- Film poster
- Directed by: Alan James
- Screenplay by: Elizabeth Beecher (story) Frances Kavanaugh (screenplay)
- Produced by: Robert Emmett Tansey
- Starring: Ken Maynard; Hoot Gibson; Betty Miles;
- Cinematography: Marcel Le Picard
- Edited by: Fred Bain
- Music by: Frank Sanucci
- Production company: Monogram Pictures
- Release date: April 16, 1943;
- Running time: 59 minutes
- Country: United States
- Language: English

= Wild Horse Stampede =

1943 film by Alan James

Wild Horse Stampede is a 1943 American Western film directed by Alan James and starring Ken Maynard and Hoot Gibson, who play marshals with their own names in the manner of Gene Autry and Roy Rogers.
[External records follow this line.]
use sea_orm::{
    ActiveModelTrait,
    ActiveValue::{NotSet, Unchanged},
    ColumnTrait, DatabaseConnection, EntityTrait, PaginatorTrait, QueryFilter, QueryOrder, Set,
    TransactionTrait,
};

use super::{MovieStore, now_rfc3339};
use crate::{
    entities::{pelicula, usuario},
    error::AppResult,
    models::{Movie, MoviePatch, NewMovie, User},
};

#[derive(Clone)]
pub struct SqlStore {
    db: DatabaseConnection,
}

impl SqlStore {
    pub fn new(db: DatabaseConnection) -> Self {
        Self { db }
    }
}

#[async_trait::async_trait]
impl MovieStore for SqlStore {
    async fn list_movies(&self) -> AppResult<Vec<Movie>> {
        let rows = pelicula::Entity::find()
            .order_by_desc(pelicula::Column::Id)
            .all(&self.db)
            .await?;
        Ok(rows.into_iter().map(Movie::from).collect())
    }

    async fn get_movie(&self, id: i64) -> AppResult<Option<Movie>> {
        let row = pelicula::Entity::find_by_id(id).one(&self.db).await?;
        Ok(row.map(Movie::from))
    }

    async fn insert_movie(&self, movie: NewMovie) -> AppResult<Movie> {
        let model = pelicula::ActiveModel {
            id: NotSet,
            titulo: Set(movie.title),
            sinopsis: Set(movie.synopsis),
            fecha: Set(movie.release_date),
            genero: Set(movie.genre),
            duracion: Set(movie.duration),
            director: Set(movie.director),
            actores: Set(movie.cast),
            imagen: Set(movie.poster_url),
            trailer: Set(movie.trailer_url),
            fecha_creacion: Set(now_rfc3339()),
        };
        let row = model.insert(&self.db).await?;
        Ok(row.into())
    }

    async fn update_movie(&self, id: i64, patch: &MoviePatch) -> AppResult<Option<Movie>> {
        let txn = self.db.begin().await?;

        let Some(row) = pelicula::Entity::find_by_id(id).one(&txn).await? else {
            txn.rollback().await?;
            return Ok(None);
        };

        let mut movie = Movie::from(row);
        movie.apply(patch);

        let model = pelicula::ActiveModel {
            id: Unchanged(movie.id),
            titulo: Set(movie.title),
            sinopsis: Set(movie.synopsis),
            fecha: Set(movie.release_date),
            genero: Set(movie.genre),
            duracion: Set(movie.duration),
            director: Set(movie.director),
            actores: Set(movie.cast),
            imagen: Set(movie.poster_url),
            trailer: Set(movie.trailer_url),
            fecha_creacion: Unchanged(movie.created_at),
        };
        let row = model.update(&txn).await?;

        txn.commit().await?;

        Ok(Some(row.into()))
    }

    async fn delete_movie(&self, id: i64) -> AppResult<Option<i64>> {
        let res = pelicula::Entity::delete_by_id(id).exec(&self.db).await?;
        Ok((res.rows_affected > 0).then_some(id))
    }

    async fn count_movies(&self) -> AppResult<u64> {
        Ok(pelicula::Entity::find().count(&self.db).await?)
    }

    async fn find_user(&self, username: &str, password: &str) -> AppResult<Option<User>> {
        let row = usuario::Entity::find()
            .filter(usuario::Column::Username.eq(username))
            .filter(usuario::Column::Password.eq(password))
            .one(&self.db)
            .await?;
        Ok(row.map(User::from))
    }
}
It was the first of eight Monogram Pictures "The Trail Blazers" film series, replacing the studio's Range Busters series.

==Plot==

Cowboys Hoot Gibson and Ken Maynard try to help newly appointed sheriff Bob Tyler. The Army needs a herd of horses to help protect the new railroad line from Indian attacks, but bad guy and town boss Carson tries to stop the delivery. Gibson, Maynard, and Tyler must save the day.

== Cast ==
- Ken Maynard as U.S. Marshal Ken Maynard
- Hoot Gibson as U.S. Marshal Hoot Gibson
- Betty Miles as Betty Wallace
- Bob Baker as Marshal Bob Tyler
- Ian Keith as Carson
- Si Jenks as Rawhide
- Robert McKenzie as Puckett
- John Bridges as Colonel Black
- Kenneth Harlan as Borman
- I. Stanford Jolley as Commissioner Brent
- Forrest Taylor as Marshal Cliff Tyler
- Kenne Duncan as Hanley
- Glenn Strange as Henchman Tip
- Tom London as Henchman Westy
- Reed Howes as Henchman Tex
- Foxy Callahan as Henchman
- Chick Hannan as Bartender
- Tex Palmer as Henchman

==Production==
With many actors called up for World War II, Monogram Pictures began a series starring two older but still popular Western stars, Hoot Gibson and Ken Maynard. Maynard recalled Monogram offered each of them $600 per film. When Maynard remarked to Gibson that the pair of them should lose some weight for the film, Gibson replied "For the kind of money we're gettin' I ain't missin' no desserts".